(Dataset records)
§ §

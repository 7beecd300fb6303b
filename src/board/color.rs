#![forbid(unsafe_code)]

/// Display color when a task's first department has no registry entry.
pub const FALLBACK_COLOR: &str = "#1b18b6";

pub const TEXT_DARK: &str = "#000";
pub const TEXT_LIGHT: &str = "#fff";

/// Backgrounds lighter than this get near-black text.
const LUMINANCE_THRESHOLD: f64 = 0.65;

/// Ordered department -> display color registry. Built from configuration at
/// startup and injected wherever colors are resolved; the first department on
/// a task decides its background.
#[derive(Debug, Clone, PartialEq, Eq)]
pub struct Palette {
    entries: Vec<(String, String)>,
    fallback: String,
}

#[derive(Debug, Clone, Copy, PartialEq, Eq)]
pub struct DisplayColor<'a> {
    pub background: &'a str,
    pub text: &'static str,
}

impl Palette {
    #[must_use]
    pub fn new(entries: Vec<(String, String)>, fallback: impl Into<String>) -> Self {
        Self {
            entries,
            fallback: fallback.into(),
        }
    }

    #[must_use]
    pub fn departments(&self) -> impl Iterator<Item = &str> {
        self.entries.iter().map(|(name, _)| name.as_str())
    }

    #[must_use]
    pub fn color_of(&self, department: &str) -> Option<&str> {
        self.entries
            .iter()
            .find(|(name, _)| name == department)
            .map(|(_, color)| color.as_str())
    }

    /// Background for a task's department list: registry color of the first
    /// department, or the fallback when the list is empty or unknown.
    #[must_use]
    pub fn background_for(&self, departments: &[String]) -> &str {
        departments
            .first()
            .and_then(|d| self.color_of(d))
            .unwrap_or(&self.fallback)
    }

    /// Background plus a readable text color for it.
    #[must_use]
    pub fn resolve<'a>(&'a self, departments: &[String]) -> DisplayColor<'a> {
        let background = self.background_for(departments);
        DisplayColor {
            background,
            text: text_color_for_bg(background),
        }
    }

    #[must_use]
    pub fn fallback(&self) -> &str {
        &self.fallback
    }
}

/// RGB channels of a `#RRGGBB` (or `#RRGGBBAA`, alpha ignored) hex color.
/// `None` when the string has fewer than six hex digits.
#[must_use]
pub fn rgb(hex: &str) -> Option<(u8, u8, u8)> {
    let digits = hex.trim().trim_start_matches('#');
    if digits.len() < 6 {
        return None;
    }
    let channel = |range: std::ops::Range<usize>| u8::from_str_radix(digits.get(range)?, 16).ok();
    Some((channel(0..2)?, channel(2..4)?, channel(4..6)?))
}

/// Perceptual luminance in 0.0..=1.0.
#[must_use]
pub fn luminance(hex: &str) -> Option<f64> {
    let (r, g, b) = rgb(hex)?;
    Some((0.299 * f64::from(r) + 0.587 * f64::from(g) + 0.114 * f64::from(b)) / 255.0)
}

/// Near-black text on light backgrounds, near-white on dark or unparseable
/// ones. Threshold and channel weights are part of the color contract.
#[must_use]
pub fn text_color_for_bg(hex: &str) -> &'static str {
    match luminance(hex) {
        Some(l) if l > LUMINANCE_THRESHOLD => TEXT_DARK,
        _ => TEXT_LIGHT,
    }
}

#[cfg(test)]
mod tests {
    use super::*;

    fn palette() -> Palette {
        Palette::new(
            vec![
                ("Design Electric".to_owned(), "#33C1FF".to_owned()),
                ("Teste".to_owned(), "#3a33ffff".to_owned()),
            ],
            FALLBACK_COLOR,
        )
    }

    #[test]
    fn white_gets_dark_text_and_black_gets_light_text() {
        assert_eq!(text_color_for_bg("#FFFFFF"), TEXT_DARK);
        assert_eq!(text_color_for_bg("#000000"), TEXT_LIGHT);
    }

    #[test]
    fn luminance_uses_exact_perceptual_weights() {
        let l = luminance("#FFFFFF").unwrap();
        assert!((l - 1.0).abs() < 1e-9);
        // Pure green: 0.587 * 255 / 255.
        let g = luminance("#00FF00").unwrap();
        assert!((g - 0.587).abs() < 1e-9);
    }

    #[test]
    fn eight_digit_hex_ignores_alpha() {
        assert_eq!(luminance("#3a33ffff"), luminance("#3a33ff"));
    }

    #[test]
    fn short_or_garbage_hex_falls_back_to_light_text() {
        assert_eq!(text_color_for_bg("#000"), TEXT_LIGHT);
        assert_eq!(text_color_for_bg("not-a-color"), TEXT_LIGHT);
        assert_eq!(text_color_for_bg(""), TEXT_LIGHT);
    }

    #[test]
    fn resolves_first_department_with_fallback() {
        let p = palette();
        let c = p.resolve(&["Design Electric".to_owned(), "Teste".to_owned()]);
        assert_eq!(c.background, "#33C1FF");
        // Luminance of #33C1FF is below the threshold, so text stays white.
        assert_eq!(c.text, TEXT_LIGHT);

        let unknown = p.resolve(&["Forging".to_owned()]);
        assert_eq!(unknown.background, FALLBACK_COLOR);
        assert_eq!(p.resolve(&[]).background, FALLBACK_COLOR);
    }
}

§ §

WORK TO COMPLETE: Above are the records; reproduce all of them exactly.

SOLUTION TO THIS TASK:
repository 7beecd300fb6303b
filename src/board/color.rs
#![forbid(unsafe_code)]

/// Display color when a task's first department has no registry entry.
pub const FALLBACK_COLOR: &str = "#1b18b6";

pub const TEXT_DARK: &str = "#000";
pub const TEXT_LIGHT: &str = "#fff";

/// Backgrounds lighter than this get near-black text.
const LUMINANCE_THRESHOLD: f64 = 0.65;

/// Ordered department -> display color registry. Built from configuration at
/// startup and injected wherever colors are resolved; the first department on
/// a task decides its background.
#[derive(Debug, Clone, PartialEq, Eq)]
pub struct Palette {
    entries: Vec<(String, String)>,
    fallback: String,
}

#[derive(Debug, Clone, Copy, PartialEq, Eq)]
pub struct DisplayColor<'a> {
    pub background: &'a str,
    pub text: &'static str,
}

impl Palette {
    #[must_use]
    pub fn new(entries: Vec<(String, String)>, fallback: impl Into<String>) -> Self {
        Self {
            entries,
            fallback: fallback.into(),
        }
    }

    #[must_use]
    pub fn departments(&self) -> impl Iterator<Item = &str> {
        self.entries.iter().map(|(name, _)| name.as_str())
    }

    #[must_use]
    pub fn color_of(&self, department: &str) -> Option<&str> {
        self.entries
            .iter()
            .find(|(name, _)| name == department)
            .map(|(_, color)| color.as_str())
    }

    /// Background for a task's department list: registry color of the first
    /// department, or the fallback when the list is empty or unknown.
    #[must_use]
    pub fn background_for(&self, departments: &[String]) -> &str {
        departments
            .first()
            .and_then(|d| self.color_of(d))
            .unwrap_or(&self.fallback)
    }

    /// Background plus a readable text color for it.
    #[must_use]
    pub fn resolve<'a>(&'a self, departments: &[String]) -> DisplayColor<'a> {
        let background = self.background_for(departments);
        DisplayColor {
            background,
            text: text_color_for_bg(background),
        }
    }

    #[must_use]
    pub fn fallback(&self) -> &str {
        &self.fallback
    }
}

/// RGB channels of a `#RRGGBB` (or `#RRGGBBAA`, alpha ignored) hex color.
/// `None` when the string has fewer than six hex digits.
#[must_use]
pub fn rgb(hex: &str) -> Option<(u8, u8, u8)> {
    let digits = hex.trim().trim_start_matches('#');
    if digits.len() < 6 {
        return None;
    }
    let channel = |range: std::ops::Range<usize>| u8::from_str_radix(digits.get(range)?, 16).ok();
    Some((channel(0..2)?, channel(2..4)?, channel(4..6)?))
}

/// Perceptual luminance in 0.0..=1.0.
#[must_use]
pub fn luminance(hex: &str) -> Option<f64> {
    let (r, g, b) = rgb(hex)?;
    Some((0.299 * f64::from(r) + 0.587 * f64::from(g) + 0.114 * f64::from(b)) / 255.0)
}

/// Near-black text on light backgrounds, near-white on dark or unparseable
/// ones. Threshold and channel weights are part of the color contract.
#[must_use]
pub fn text_color_for_bg(hex: &str) -> &'static str {
    match luminance(hex) {
        Some(l) if l > LUMINANCE_THRESHOLD => TEXT_DARK,
        _ => TEXT_LIGHT,
    }
}

#[cfg(test)]
mod tests {
    use super::*;

    fn palette() -> Palette {
        Palette::new(
            vec![
                ("Design Electric".to_owned(), "#33C1FF".to_owned()),
                ("Teste".to_owned(), "#3a33ffff".to_owned()),
            ],
            FALLBACK_COLOR,
        )
    }

    #[test]
    fn white_gets_dark_text_and_black_gets_light_text() {
        assert_eq!(text_color_for_bg("#FFFFFF"), TEXT_DARK);
        assert_eq!(text_color_for_bg("#000000"), TEXT_LIGHT);
    }

    #[test]
    fn luminance_uses_exact_perceptual_weights() {
        let l = luminance("#FFFFFF").unwrap();
        assert!((l - 1.0).abs() < 1e-9);
        // Pure green: 0.587 * 255 / 255.
        let g = luminance("#00FF00").unwrap();
        assert!((g - 0.587).abs() < 1e-9);
    }

    #[test]
    fn eight_digit_hex_ignores_alpha() {
        assert_eq!(luminance("#3a33ffff"), luminance("#3a33ff"));
    }

    #[test]
    fn short_or_garbage_hex_falls_back_to_light_text() {
        assert_eq!(text_color_for_bg("#000"), TEXT_LIGHT);
        assert_eq!(text_color_for_bg("not-a-color"), TEXT_LIGHT);
        assert_eq!(text_color_for_bg(""), TEXT_LIGHT);
    }

    #[test]
    fn resolves_first_department_with_fallback() {
        let p = palette();
        let c = p.resolve(&["Design Electric".to_owned(), "Teste".to_owned()]);
        assert_eq!(c.background, "#33C1FF");
        // Luminance of #33C1FF is below the threshold, so text stays white.
        assert_eq!(c.text, TEXT_LIGHT);

        let unknown = p.resolve(&["Forging".to_owned()]);
        assert_eq!(unknown.background, FALLBACK_COLOR);
        assert_eq!(p.resolve(&[]).background, FALLBACK_COLOR);
    }
}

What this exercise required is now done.